La pandemia desnudó las desigualdades del mundo y las del deporte también. Mientras en Europa y Estados Unidos la segunda ola empieza a bajar, en este lugar del mundo la secuela de la saga del coronavirus está en todos los cines.
A principios de mayo, los organismos internacionales alertaban que el 90% de las vacunas que se produjeron habían quedado en manos de los países más ricos. Eso, sumado a las facilidades económicas para disponer de testeos cotidianos, hicieron posible que en esos lugares la gente empiece a volver a los estadios y los calendarios puedan ser respetados sin demasiadas complicaciones.
La diferencia se hace notable. Mientras Europa ya tiene todo listo para su torneo continental, Sudamérica se quedó sin dos de sus sedes a menos de quince días del comienzo. La desigualdad, con sus diversas caras, llevaron a Colombia y a Argentina a bajarse.
Pero la Conmebol, ese estado supranacional que habita estas tierras, parece encerrada en su propia burbuja. Es un reino fantástico en el que el coronavirus no existe. Será por eso tal vez, que encuentran en Jair Bolsonaro a un aliado. Así, la Copa América se va a hacer el país en el que el Covid-19 es solo una “gripezinha” y los muertos que se cuentan por millones, son sólo una ilusión.
Que la Copa América no se haga en Argentina es un gesto de sentido común. Es una cucharada de realidad y hasta de respeto hacia los demás deportes. Este país dijo que no podía organizar un torneo sudamericano de atletismo de tres días cuando los casos diarios no superaban los 20 mil. Realizar un certamen que dura un mes a lo largo de todo el territorio, cuando se cuentan el piso hoy es de casi 30 mil, hubiese sido una tomada de pelo.

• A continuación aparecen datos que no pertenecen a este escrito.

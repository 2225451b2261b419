//! Turning spy events into text on the log channels.
//!
//! [`SpyLogDelegate`] is the seam between the interception layer and the
//! logging side: spied clients report what happened, the delegate decides
//! whether and how it is written. [`ChannelDelegate`] is the standard
//! implementation; it writes to a [`LogSink`], by default [`TracingSink`].
//!
//! Which output appears is controlled entirely by channel levels:
//!
//! | channel | error | info | debug |
//! |---|---|---|---|
//! | `sqlspy.sqlonly` | failed statements | statements | statements with caller |
//! | `sqlspy.sqltiming` | slow/failed statements | timed statements | timed statements with caller |
//! | `sqlspy.audit` | failures | every call | every call with caller |
//! | `sqlspy.connection` | | open/close/abort | same, with caller and open list |
//! | `sqlspy.resultsettable` | | result tables | |

use crate::channel::{Channel, EnabledLevels, Level, LogSink, TracingSink};
use crate::config::SpyConfig;
use crate::event::{ClassType, SpyEvent, SpyId};
use crate::filter::SqlFilter;
use crate::pipeline::SqlPipeline;
use crate::registry::ConnectionRegistry;
use crate::severity::{Thresholds, select_severity};
use crate::stack::{BacktraceSource, StackLocator, StackSource};
use crate::table::{ResultSetCollector, render_table};
use std::error::Error;
use std::sync::Arc;


/// Method name prefix of generated-key retrieval, never timed.
pub const GENERATED_KEYS_METHOD: &str = "generated_keys";

/// Receives everything a spied resource reports.
///
/// Implementations must not panic and must not fail: they run inside the
/// application's database calls.
pub trait SpyLogDelegate: Send + Sync {
    /// Whether any of the audit, connection, result-set, sql-only or
    /// sql-timing channels accepts errors.
    fn is_logging_enabled(&self) -> bool;

    /// A wrapped call failed.
    fn exception_occurred(
        &self,
        spy: SpyId,
        method_call: &str,
        error: &(dyn Error + 'static),
        sql: Option<&str>,
        exec_time_ms: Option<u64>,
    );

    /// A wrapped call returned normally.
    fn method_returned(&self, spy: SpyId, method_call: &str, return_text: &str);

    /// A spy was created.
    fn constructor_returned(&self, spy: SpyId, info: &str);

    /// SQL is about to be executed.
    fn sql_occurred(&self, spy: SpyId, method_call: &str, sql: &str);

    /// SQL finished executing after `exec_time_ms`.
    fn sql_timing_occurred(&self, spy: SpyId, exec_time_ms: u64, method_call: &str, sql: &str);

    fn connection_opened(&self, spy: SpyId, exec_time_ms: Option<u64>);

    fn connection_closed(&self, spy: SpyId, exec_time_ms: Option<u64>);

    fn connection_aborted(&self, spy: SpyId, exec_time_ms: Option<u64>);

    /// Whether result rows should be collected at all.
    fn is_result_set_collection_enabled(&self) -> bool;

    /// Whether values the application never read should be filled in too.
    fn is_result_set_collection_enabled_with_unread_value_fill_in(&self) -> bool;

    /// A result set was read to its end.
    fn result_set_collected(&self, collector: &mut ResultSetCollector);

    /// Internal diagnostics.
    fn debug(&self, msg: &str);

    /// Route `event` to the matching method.
    fn handle(&self, event: SpyEvent<'_>) {
        match event {
            SpyEvent::ExceptionOccurred {
                spy,
                method_call,
                error,
                sql,
                exec_time_ms,
            } => self.exception_occurred(spy, method_call, error, sql, exec_time_ms),
            SpyEvent::MethodReturned {
                spy,
                method_call,
                return_text,
            } => self.method_returned(spy, method_call, return_text),
            SpyEvent::ConstructorReturned { spy, info } => self.constructor_returned(spy, info),
            SpyEvent::SqlOccurred {
                spy,
                method_call,
                sql,
            } => self.sql_occurred(spy, method_call, sql),
            SpyEvent::SqlTimingOccurred {
                spy,
                exec_time_ms,
                method_call,
                sql,
            } => self.sql_timing_occurred(spy, exec_time_ms, method_call, sql),
            SpyEvent::ConnectionOpened { spy, exec_time_ms } => {
                self.connection_opened(spy, exec_time_ms)
            }
            SpyEvent::ConnectionClosed { spy, exec_time_ms } => {
                self.connection_closed(spy, exec_time_ms)
            }
            SpyEvent::ConnectionAborted { spy, exec_time_ms } => {
                self.connection_aborted(spy, exec_time_ms)
            }
            SpyEvent::ResultSetCollected { collector } => self.result_set_collected(collector),
        }
    }
}

/// The standard delegate: formats events and writes them to channels.
pub struct ChannelDelegate<S = TracingSink> {
    config: Arc<SpyConfig>,
    sink: S,
    registry: Arc<ConnectionRegistry>,
    stack: Arc<dyn StackSource>,
    pipeline: SqlPipeline,
    filter: SqlFilter,
    thresholds: Thresholds,
    locator: StackLocator,
}

impl ChannelDelegate<TracingSink> {
    /// A delegate writing to `tracing`, with its own registry.
    pub fn tracing(config: SpyConfig) -> Self {
        Self::new(config, TracingSink, Arc::new(ConnectionRegistry::new()))
    }
}

impl<S: LogSink> ChannelDelegate<S> {
    /// Create a delegate writing to `sink`.
    ///
    /// `registry` is only read, to list open connections in debug output.
    /// Call stacks are captured with [`BacktraceSource`].
    pub fn new(config: SpyConfig, sink: S, registry: Arc<ConnectionRegistry>) -> Self {
        Self {
            pipeline: SqlPipeline::from_config(&config),
            filter: config.filter(),
            thresholds: config.thresholds(),
            locator: config.locator(),
            config: Arc::new(config),
            sink,
            registry,
            stack: Arc::new(BacktraceSource),
        }
    }

    /// Replace the call stack source.
    pub fn with_stack_source(mut self, source: impl StackSource + 'static) -> Self {
        self.stack = Arc::new(source);
        self
    }

    pub fn config(&self) -> &SpyConfig {
        &self.config
    }

    pub fn sink(&self) -> &S {
        &self.sink
    }

    pub fn registry(&self) -> &Arc<ConnectionRegistry> {
        &self.registry
    }

    fn debug_info(&self) -> String {
        self.locator.locate(&self.stack.frames())
    }

    fn process_sql(&self, sql: &str) -> String {
        self.pipeline.process(Some(sql)).unwrap_or_default()
    }

    fn enabled(&self, channel: Channel, level: Level) -> bool {
        self.sink.is_enabled(channel, level)
    }

    fn write(&self, channel: Channel, level: Level, message: &str) {
        if self.enabled(channel, level) {
            self.sink.write(channel, level, message, None);
        }
    }

    fn write_error(&self, channel: Channel, message: &str, error: &(dyn Error + 'static)) {
        if self.enabled(channel, Level::Error) {
            self.sink.write(channel, Level::Error, message, Some(error));
        }
    }

    fn connection_event(&self, spy: SpyId, what: &str) {
        let channel = Channel::Connection;
        if self.enabled(channel, Level::Debug) {
            let message = format!("{}. Connection {what} {}", spy.number(), self.debug_info());
            self.write(channel, Level::Info, &message);
            self.write(channel, Level::Debug, &self.registry.dump());
        } else {
            self.write(channel, Level::Info, &format!("{}. Connection {what}", spy.number()));
        }
    }
}

impl<S: LogSink> SpyLogDelegate for ChannelDelegate<S> {
    fn is_logging_enabled(&self) -> bool {
        [
            Channel::Audit,
            Channel::Connection,
            Channel::ResultSet,
            Channel::SqlOnly,
            Channel::SqlTiming,
        ]
        .into_iter()
        .any(|channel| self.enabled(channel, Level::Error))
    }

    fn exception_occurred(
        &self,
        spy: SpyId,
        method_call: &str,
        error: &(dyn Error + 'static),
        sql: Option<&str>,
        exec_time_ms: Option<u64>,
    ) {
        let conn = spy.number();
        let header = format!("{conn}. {}.{method_call}", spy.class_type);

        let Some(sql) = sql else {
            for channel in [Channel::Audit, Channel::SqlOnly, Channel::SqlTiming] {
                self.write_error(channel, &header, error);
            }
            return;
        };

        let sql = self.process_sql(sql);
        let elapsed = exec_time_ms.map_or_else(|| "-1".to_string(), |t| t.to_string());
        let only_debug = self.enabled(Channel::SqlOnly, Level::Debug);
        let timing_debug = self.enabled(Channel::SqlTiming, Level::Debug);
        let info = if only_debug || timing_debug {
            self.debug_info()
        } else {
            String::new()
        };

        self.write_error(Channel::Audit, &format!("{header} {sql}"), error);

        let message = if only_debug {
            format!("{info}\n{conn}. {sql}")
        } else {
            format!("{header} {sql}")
        };
        self.write_error(Channel::SqlOnly, &message, error);

        let message = if timing_debug {
            format!("{info}\n{conn}. {sql} {{FAILED after {elapsed} msec}}")
        } else {
            format!("{header} FAILED! {sql} {{FAILED after {elapsed} msec}}")
        };
        self.write_error(Channel::SqlTiming, &message, error);
    }

    fn method_returned(&self, spy: SpyId, method_call: &str, return_text: &str) {
        let channel = if spy.class_type == ClassType::ResultSet {
            Channel::ResultSet
        } else {
            Channel::Audit
        };
        if !self.enabled(channel, Level::Info) {
            return;
        }

        let header = format!(
            "{}. {}.{method_call} returned {return_text}",
            spy.number(),
            spy.class_type
        );
        if self.enabled(channel, Level::Debug) {
            self.write(channel, Level::Debug, &format!("{header} {}", self.debug_info()));
        } else {
            self.write(channel, Level::Info, &header);
        }
    }

    fn constructor_returned(&self, spy: SpyId, info: &str) {
        if self.enabled(Channel::Audit, Level::Debug) {
            let message = format!("{}. {} created {info}", spy.number(), spy.class_type);
            self.write(Channel::Audit, Level::Debug, &message);
        }
    }

    fn sql_occurred(&self, spy: SpyId, _method_call: &str, sql: &str) {
        if !self.filter.passes(Some(sql)) {
            return;
        }
        let channel = Channel::SqlOnly;
        if self.enabled(channel, Level::Debug) {
            let message = format!(
                "{}\n{}. {}",
                self.debug_info(),
                spy.number(),
                self.process_sql(sql)
            );
            self.write(channel, Level::Debug, &message);
        } else if self.enabled(channel, Level::Info) {
            self.write(channel, Level::Info, &self.process_sql(sql));
        }
    }

    fn sql_timing_occurred(&self, spy: SpyId, exec_time_ms: u64, method_call: &str, sql: &str) {
        let channel = Channel::SqlTiming;
        if method_call.starts_with(GENERATED_KEYS_METHOD) || !self.filter.passes(Some(sql)) {
            return;
        }

        let enabled = EnabledLevels::probe(&self.sink, channel);
        let Some(level) = select_severity(exec_time_ms, &self.thresholds, enabled).level() else {
            return;
        };

        let mut message = format!(
            "{}. executed in {exec_time_ms} ms | {method_call}",
            spy.number()
        );
        if enabled.debug {
            message.push_str(" |");
            message.push_str(&self.debug_info());
        }
        message.push('\n');
        message.push_str(&self.process_sql(sql));

        self.write(channel, level, &message);
    }

    fn connection_opened(&self, spy: SpyId, _exec_time_ms: Option<u64>) {
        self.connection_event(spy, "opened");
    }

    fn connection_closed(&self, spy: SpyId, _exec_time_ms: Option<u64>) {
        self.connection_event(spy, "closed");
    }

    fn connection_aborted(&self, spy: SpyId, _exec_time_ms: Option<u64>) {
        self.connection_event(spy, "aborted");
    }

    fn is_result_set_collection_enabled(&self) -> bool {
        self.enabled(Channel::ResultSetTable, Level::Info)
    }

    fn is_result_set_collection_enabled_with_unread_value_fill_in(&self) -> bool {
        self.enabled(Channel::ResultSetTable, Level::Debug)
    }

    fn result_set_collected(&self, collector: &mut ResultSetCollector) {
        let table = render_table(collector);
        self.write(Channel::ResultSetTable, Level::Info, &table);
    }

    fn debug(&self, msg: &str) {
        self.write(Channel::Debug, Level::Debug, msg);
    }
}

impl<D: SpyLogDelegate + ?Sized> SpyLogDelegate for Arc<D> {
    fn is_logging_enabled(&self) -> bool {
        (**self).is_logging_enabled()
    }

    fn exception_occurred(
        &self,
        spy: SpyId,
        method_call: &str,
        error: &(dyn Error + 'static),
        sql: Option<&str>,
        exec_time_ms: Option<u64>,
    ) {
        (**self).exception_occurred(spy, method_call, error, sql, exec_time_ms)
    }

    fn method_returned(&self, spy: SpyId, method_call: &str, return_text: &str) {
        (**self).method_returned(spy, method_call, return_text)
    }

    fn constructor_returned(&self, spy: SpyId, info: &str) {
        (**self).constructor_returned(spy, info)
    }

    fn sql_occurred(&self, spy: SpyId, method_call: &str, sql: &str) {
        (**self).sql_occurred(spy, method_call, sql)
    }

    fn sql_timing_occurred(&self, spy: SpyId, exec_time_ms: u64, method_call: &str, sql: &str) {
        (**self).sql_timing_occurred(spy, exec_time_ms, method_call, sql)
    }

    fn connection_opened(&self, spy: SpyId, exec_time_ms: Option<u64>) {
        (**self).connection_opened(spy, exec_time_ms)
    }

    fn connection_closed(&self, spy: SpyId, exec_time_ms: Option<u64>) {
        (**self).connection_closed(spy, exec_time_ms)
    }

    fn connection_aborted(&self, spy: SpyId, exec_time_ms: Option<u64>) {
        (**self).connection_aborted(spy, exec_time_ms)
    }

    fn is_result_set_collection_enabled(&self) -> bool {
        (**self).is_result_set_collection_enabled()
    }

    fn is_result_set_collection_enabled_with_unread_value_fill_in(&self) -> bool {
        (**self).is_result_set_collection_enabled_with_unread_value_fill_in()
    }

    fn result_set_collected(&self, collector: &mut ResultSetCollector) {
        (**self).result_set_collected(collector)
    }

    fn debug(&self, msg: &str) {
        (**self).debug(msg)
    }
}
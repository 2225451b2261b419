//! # sqlspy
//!
//! SQL spying for Postgres clients: wrap a client once and every statement it
//! runs is written to `tracing` with its parameters filled in, its timing,
//! and optionally the returned rows as a table.
//!
//! ## Channels
//!
//! Output goes to seven `tracing` targets, each switched on and off with the
//! usual level filters:
//!
//! - `sqlspy.sqlonly`: statements with parameters substituted
//! - `sqlspy.sqltiming`: statements with execution time, escalated to
//!   warn/error past the configured thresholds
//! - `sqlspy.audit`: every wrapped call and its return value
//! - `sqlspy.connection`: connections opened, closed and aborted
//! - `sqlspy.resultset`: result set calls
//! - `sqlspy.resultsettable`: returned rows rendered as a text table
//! - `sqlspy.debug`: internal diagnostics
//!
//! When none of the first five accepts errors, clients are wrapped in
//! pass-through mode and nothing is formatted.
//!
//! ## Usage
//!
//! ```ignore
//! use sqlspy::{GenericClient, SpyConfig, SpyContext};
//!
//! tracing_subscriber::fmt()
//!     .with_env_filter("sqlspy.sqltiming=info,sqlspy.connection=info")
//!     .init();
//!
//! let ctx = SpyContext::from_config(SpyConfig::from_env()?);
//! let client = ctx.wrap(client);
//!
//! // sqlspy.sqltiming: 1. executed in 3 ms | query
//! //                   [sqlspy] select * from users where id = 42
//! let rows = client.query("select * from users where id = $1", &[&42_i64]).await?;
//! ```
//!
//! ## Configuration
//!
//! [`SpyConfig`] is read from `sqlspy.*` properties, `SQLSPY_*` environment
//! variables, or a TOML document; see the [`config`] module.

pub mod channel;
pub mod client;
pub mod config;
pub mod delegate;
pub mod error;
pub mod event;
pub mod filter;
pub mod format;
pub mod intercept;
pub mod pipeline;
pub mod registry;
pub mod severity;
pub mod stack;
pub mod table;
pub mod value;

pub use channel::{Channel, Level, LogSink, MemorySink, Record, TracingSink};
pub use client::GenericClient;
pub use config::SpyConfig;
pub use delegate::{ChannelDelegate, GENERATED_KEYS_METHOD, SpyLogDelegate};
pub use error::{SpyError, SpyResult};
pub use event::{ClassType, SpyEvent, SpyId};
pub use filter::SqlFilter;
pub use format::{BasicFormatter, DdlFormatter, Highlighter, SqlFormatter};
pub use intercept::{SpyClient, SpyContext};
pub use pipeline::SqlPipeline;
pub use registry::{ConnectionRegistry, ConnectionState};
pub use severity::{Severity, Thresholds, select_severity};
pub use stack::{BacktraceSource, FixedStack, StackFrame, StackLocator, StackSource};
pub use table::{ResultSetCollector, render_table};
pub use value::{DefaultDialect, Dialect, SqlValue, dump_sql};

#[cfg(feature = "pool")]
pub mod pool;

#[cfg(feature = "pool")]
pub use pool::SpyPool;
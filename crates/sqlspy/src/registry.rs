//! Connection numbering and lifecycle bookkeeping.

use std::collections::BTreeMap;
use std::sync::atomic::{AtomicU64, Ordering};
use std::sync::{Mutex, MutexGuard};

/// Lifecycle state of a numbered connection.
#[derive(Debug, Clone, Copy, PartialEq, Eq)]
pub enum ConnectionState {
    Open,
    Closed,
    Aborted,
}

/// Issues connection numbers and tracks which connections are open.
///
/// Numbers start at 1, increase strictly and are never reused. One registry
/// is shared by every spied connection of a [`SpyContext`](crate::SpyContext).
/// Only open and aborted connections are kept; a closed connection's entry is
/// removed and its number reports [`ConnectionState::Closed`] from then on.
#[derive(Debug, Default)]
pub struct ConnectionRegistry {
    last_number: AtomicU64,
    states: Mutex<BTreeMap<u64, ConnectionState>>,
}

impl ConnectionRegistry {
    pub fn new() -> Self {
        Self::default()
    }

    /// Hand out the next connection number.
    pub fn issue_number(&self) -> u64 {
        self.last_number.fetch_add(1, Ordering::Relaxed) + 1
    }

    pub fn mark_open(&self, number: u64) {
        self.lock().insert(number, ConnectionState::Open);
    }

    pub fn mark_closed(&self, number: u64) {
        self.lock().remove(&number);
    }

    pub fn mark_aborted(&self, number: u64) {
        self.lock().insert(number, ConnectionState::Aborted);
    }

    /// State of `number`, or `None` if it was never issued.
    pub fn state(&self, number: u64) -> Option<ConnectionState> {
        if let Some(state) = self.lock().get(&number) {
            return Some(*state);
        }
        let issued = (1..=self.last_number.load(Ordering::Relaxed)).contains(&number);
        issued.then_some(ConnectionState::Closed)
    }

    /// Number of tracked entries, open and aborted.
    pub fn tracked(&self) -> usize {
        self.lock().len()
    }

    /// Numbers of currently open connections, ascending.
    pub fn open_connections(&self) -> Vec<u64> {
        self.lock()
            .iter()
            .filter(|(_, state)| **state == ConnectionState::Open)
            .map(|(number, _)| *number)
            .collect()
    }

    /// One-line listing of open connections, e.g. `open connections:  1 3 (2)`.
    pub fn dump(&self) -> String {
        let open = self.open_connections();
        let mut out = String::from("open connections: ");
        for number in &open {
            out.push(' ');
            out.push_str(&number.to_string());
        }
        out.push_str(&format!(" ({})", open.len()));
        out
    }

    fn lock(&self) -> MutexGuard<'_, BTreeMap<u64, ConnectionState>> {
        self.states.lock().unwrap_or_else(|e| e.into_inner())
    }
}

#[cfg(test)]
mod tests {
    use super::*;
    use std::collections::BTreeSet;
    use std::sync::Arc;
    use std::thread;

    #[test]
    fn numbers_start_at_one_and_increase() {
        let registry = ConnectionRegistry::new();
        assert_eq!(registry.issue_number(), 1);
        assert_eq!(registry.issue_number(), 2);
        assert_eq!(registry.issue_number(), 3);
    }

    #[test]
    fn dump_lists_open_connections_in_order() {
        let registry = ConnectionRegistry::new();
        for _ in 0..3 {
            registry.issue_number();
        }
        for n in [3, 1, 2] {
            registry.mark_open(n);
        }
        registry.mark_closed(2);
        assert_eq!(registry.dump(), "open connections:  1 3 (2)");
        assert_eq!(registry.state(2), Some(ConnectionState::Closed));

        registry.mark_aborted(1);
        registry.mark_closed(3);
        assert_eq!(registry.dump(), "open connections:  (0)");
        assert!(registry.open_connections().is_empty());
    }

    #[test]
    fn closed_connections_are_not_kept() {
        let registry = ConnectionRegistry::new();
        for _ in 0..1000 {
            let n = registry.issue_number();
            registry.mark_open(n);
            registry.mark_closed(n);
        }
        let aborted = registry.issue_number();
        registry.mark_open(aborted);
        registry.mark_aborted(aborted);
        let open = registry.issue_number();
        registry.mark_open(open);

        assert_eq!(registry.tracked(), 2);
        assert_eq!(registry.state(1), Some(ConnectionState::Closed));
        assert_eq!(registry.state(1000), Some(ConnectionState::Closed));
        assert_eq!(registry.state(aborted), Some(ConnectionState::Aborted));
        assert_eq!(registry.state(open), Some(ConnectionState::Open));
        assert_eq!(registry.state(0), None);
        assert_eq!(registry.state(open + 1), None);
        assert_eq!(registry.dump(), "open connections:  1002 (1)");
    }

    #[test]
    fn concurrent_issuing_never_repeats() {
        let registry = Arc::new(ConnectionRegistry::new());
        let threads = 8;
        let per_thread = 250;

        let handles: Vec<_> = (0..threads)
            .map(|_| {
                let registry = Arc::clone(&registry);
                thread::spawn(move || {
                    (0..per_thread)
                        .map(|_| {
                            let n = registry.issue_number();
                            registry.mark_open(n);
                            n
                        })
                        .collect::<Vec<_>>()
                })
            })
            .collect();

        let mut seen = BTreeSet::new();
        for handle in handles {
            for n in handle.join().expect("worker panicked") {
                assert!(seen.insert(n), "number {n} issued twice");
            }
        }

        let total = (threads * per_thread) as u64;
        assert_eq!(seen, (1..=total).collect());
        assert_eq!(registry.open_connections().len() as u64, total);
    }
}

Mientras el norte rico parece haber encontrado el camino hacia la normalidad, por estos lados el final del túnel parece más lejano. Allá se jugó la final de la Champions con gente en las gradas, acá la Liga Regional no sabe cuando reanudará su torneo. Es el karma de vivir al sur dijo alguna vez el poeta popular Carlos Alberto García Moreno.